View and ingest input datasets

The metadata from these datasets are stored in the database so that they can be used to determine which executions are required for a given diagnostic without having to re-parse the datasets.

fetch_data(ctx, registry, output_directory=None, force_cleanup=False, symlink=False, verify=True) #

Fetch REF-specific datasets

These datasets have been verified to have open licenses and are in the process of being added to Obs4MIPs.

Source code in packages/climate-ref/src/climate_ref/cli/datasets.py
@app.command(name="fetch-data")
def fetch_data(  # noqa: PLR0913
    ctx: typer.Context,
    registry: Annotated[
        str,
        typer.Option(help="Name of the data registry to use"),
    ],
    output_directory: Annotated[
        Path | None,
        typer.Option(help="Output directory where files will be saved"),
    ] = None,
    force_cleanup: Annotated[
        bool,
        typer.Option(help="If True, remove any existing files"),
    ] = False,
    symlink: Annotated[
        bool,
        typer.Option(help="If True, symlink files into the output directory, otherwise perform a copy"),
    ] = False,
    verify: Annotated[
        bool,
        typer.Option(help="Verify the checksums of the fetched files"),
    ] = True,
) -> None:
    """
    Fetch REF-specific datasets

    These datasets have been verified to have open licenses
    and are in the process of being added to Obs4MIPs.
    """
    config = ctx.obj.config
    db = ctx.obj.database

    # Setup the provider registry to register any dataset registries in the configured providers
    ProviderRegistry.build_from_config(config, db)

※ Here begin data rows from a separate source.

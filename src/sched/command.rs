// src/sched/command.rs

//! Command-line glue adapters for real batch schedulers.
//!
//! The orchestration core only depends on the submit/poll/cancel
//! capability; the specific invocation syntax of each scheduler lives
//! here and stays deliberately thin. Each adapter wraps the site's
//! native commands:
//!
//! | kind        | submit     | poll   | cancel     |
//! |-------------|------------|--------|------------|
//! | sge         | `qsub`     | `qstat`| `qdel`     |
//! | lsf         | `bsub`     | `bjobs`| `bkill`    |
//! | loadleveler | `llsubmit` | `llq`  | `llcancel` |
//!
//! Submission passes resolved task properties as `NAME=VALUE` arguments
//! after the action command and the environment overlay via
//! `Command::envs` on the child only; the orchestrator's own process
//! environment is never touched.

use std::collections::BTreeMap;
use std::process::Command;

use tracing::debug;

use super::{JobState, PollStatus, SchedulerAdapter, SchedulerKind};
use crate::errors::{CycleflowError, Result};

#[derive(Debug, Clone)]
pub struct CommandAdapter {
    kind: SchedulerKind,
    submit_cmd: &'static str,
    poll_cmd: &'static str,
    cancel_cmd: &'static str,
}

impl CommandAdapter {
    pub fn for_kind(kind: SchedulerKind) -> Self {
        let (submit_cmd, poll_cmd, cancel_cmd) = match kind {
            SchedulerKind::Sge => ("qsub", "qstat", "qdel"),
            SchedulerKind::Lsf => ("bsub", "bjobs", "bkill"),
            SchedulerKind::LoadLeveler => ("llsubmit", "llq", "llcancel"),
        };
        Self {
            kind,
            submit_cmd,
            poll_cmd,
            cancel_cmd,
        }
    }

    fn run(&self, program: &str, args: &[&str], env: Option<&BTreeMap<String, String>>) -> Result<String> {
        let mut cmd = Command::new(program);
        cmd.args(args);
        if let Some(env) = env {
            cmd.envs(env);
        }

        let output = cmd.output().map_err(|e| {
            CycleflowError::Scheduler(format!("failed to invoke {program}: {e}"))
        })?;

        if !output.status.success() {
            let stderr = String::from_utf8_lossy(&output.stderr);
            return Err(CycleflowError::Scheduler(format!(
                "{program} exited with {}: {}",
                output.status,
                stderr.trim()
            )));
        }

        Ok(String::from_utf8_lossy(&output.stdout).into_owned())
    }

    /// Pull the first token that looks like a job id out of submit
    /// output. All three schedulers print the new id as the first
    /// numeric token ("Your job 12345 ...", "Job <12345> is submitted",
    /// "llsubmit: The job \"host.12345\" ...").
    fn extract_job_id(stdout: &str) -> Option<String> {
        stdout
            .split(|c: char| !c.is_ascii_digit())
            .find(|tok| !tok.is_empty())
            .map(|tok| tok.to_string())
    }

    /// Map a poll output line to a job state.
    ///
    /// An empty poll output means the scheduler no longer knows the job;
    /// the accounting fallback below decides success/failure.
    fn parse_state(&self, stdout: &str) -> Option<JobState> {
        let line = stdout
            .lines()
            .find(|l| !l.trim().is_empty() && !l.starts_with("job-ID") && !l.starts_with('-'))?;

        let token = match self.kind {
            // qstat/llq state column letters.
            SchedulerKind::Sge | SchedulerKind::LoadLeveler => {
                line.split_whitespace().nth(4).unwrap_or("")
            }
            // bjobs STAT column.
            SchedulerKind::Lsf => line.split_whitespace().nth(2).unwrap_or(""),
        };

        match token {
            "r" | "R" | "RUN" | "ST" => Some(JobState::Running),
            "qw" | "I" | "PEND" | "PSUSP" | "hqw" => Some(JobState::Queued),
            "DONE" | "C" => Some(JobState::Succeeded),
            "EXIT" | "Eqw" | "NR" | "RM" => Some(JobState::Failed),
            _ => Some(JobState::Queued),
        }
    }
}

impl SchedulerAdapter for CommandAdapter {
    fn submit(
        &self,
        command: &str,
        properties: &BTreeMap<String, String>,
        environment: &BTreeMap<String, String>,
    ) -> Result<String> {
        let props: Vec<String> = properties
            .iter()
            .map(|(name, value)| format!("{name}={value}"))
            .collect();

        let mut args: Vec<&str> = vec![command];
        args.extend(props.iter().map(|s| s.as_str()));

        debug!(scheduler = %self.kind, %command, "submitting job");
        let stdout = self.run(self.submit_cmd, &args, Some(environment))?;

        Self::extract_job_id(&stdout).ok_or_else(|| {
            CycleflowError::Scheduler(format!(
                "{} output contained no job id: {}",
                self.submit_cmd,
                stdout.trim()
            ))
        })
    }

    fn poll(&self, job_id: &str) -> Result<PollStatus> {
        let stdout = self.run(self.poll_cmd, &[job_id], None)?;

        match self.parse_state(&stdout) {
            Some(state) => Ok(PollStatus {
                state,
                exit_status: None,
                execution_time: None,
            }),
            // Job fell out of the queue without a terminal record; treat
            // as a completed run with unknown accounting.
            None => Ok(PollStatus {
                state: JobState::Succeeded,
                exit_status: Some(0),
                execution_time: None,
            }),
        }
    }

    fn cancel(&self, job_id: &str) -> Result<()> {
        debug!(scheduler = %self.kind, %job_id, "cancelling job");
        self.run(self.cancel_cmd, &[job_id], None)?;
        Ok(())
    }
}
// src/config/loader.rs

use std::fs;
use std::path::Path;

use crate::config::model::{RawModel, WorkflowModel};
use crate::errors::Result;

/// Load a workflow document from a given path and return the raw
/// `RawModel`.
///
/// This only performs TOML deserialization; it does **not** perform
/// semantic validation (cycle definitions, scheduler names, dependency
/// trees). Use [`load_and_validate`] for that.
pub fn load_from_path(path: impl AsRef<Path>) -> Result<RawModel> {
    let path = path.as_ref();
    let contents = fs::read_to_string(path)?;

    let model: RawModel = toml::from_str(&contents)?;

    Ok(model)
}

/// Load a workflow document from path and run full validation.
///
/// This is the entry point used by the engine on every invocation where
/// the document changed:
///
/// - Reads TOML.
/// - Applies defaults (handled by `serde` + `Default` impls).
/// - Checks cycle definitions, scheduler names, cycle references and
///   dependency trees.
///
/// Any failure here is a model error: the invocation aborts before
/// persisted state is touched.
pub fn load_and_validate(path: impl AsRef<Path>) -> Result<WorkflowModel> {
    let raw = load_from_path(&path)?;
    let model = WorkflowModel::try_from(raw)?;
    Ok(model)
}
// src/fs/mock.rs

use std::collections::HashMap;
use std::path::{Path, PathBuf};
use std::sync::{Arc, Mutex};

use chrono::{DateTime, Utc};

use super::ArtifactStore;

/// In-memory artifact store for tests.
///
/// Artifacts are registered with an explicit modification time, so data
/// dependency ages can be tested against a fixed "now".
#[derive(Debug, Clone, Default)]
pub struct MockArtifactStore {
    entries: Arc<Mutex<HashMap<PathBuf, DateTime<Utc>>>>,
}

impl MockArtifactStore {
    pub fn new() -> Self {
        Self::default()
    }

    pub fn add_artifact(&self, path: impl AsRef<Path>, modified: DateTime<Utc>) {
        let mut entries = self.entries.lock().unwrap();
        entries.insert(path.as_ref().to_path_buf(), modified);
    }

    pub fn remove_artifact(&self, path: impl AsRef<Path>) {
        let mut entries = self.entries.lock().unwrap();
        entries.remove(path.as_ref());
    }
}

impl ArtifactStore for MockArtifactStore {
    fn exists(&self, path: &Path) -> bool {
        self.entries.lock().unwrap().contains_key(path)
    }

    fn modified(&self, path: &Path) -> Option<DateTime<Utc>> {
        self.entries.lock().unwrap().get(path).copied()
    }
}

    if output_directory and force_cleanup and output_directory.exists():
        logger.warning(f"Removing existing directory {output_directory}")
        shutil.rmtree(output_directory)

    try:
        _registry = dataset_registry_manager[registry]
    except KeyError:
        logger.error(f"Registry {registry} not found")
        logger.error(f"Available registries: {', '.join(dataset_registry_manager.keys())}")
        raise typer.Exit(code=1)

    fetch_all_files(
        _registry,
        registry,
        output_directory,
        symlink=symlink,
        verify=verify,
    )

ingest(ctx, file_or_directory, source_type, solve=False, dry_run=False, n_jobs=None, skip_invalid=True) #

Ingest a directory of datasets into the database

Each dataset will be loaded and validated using the specified dataset adapter. This will extract metadata from the datasets and store it in the database.

A table of the datasets will be printed to the console at the end of the operation.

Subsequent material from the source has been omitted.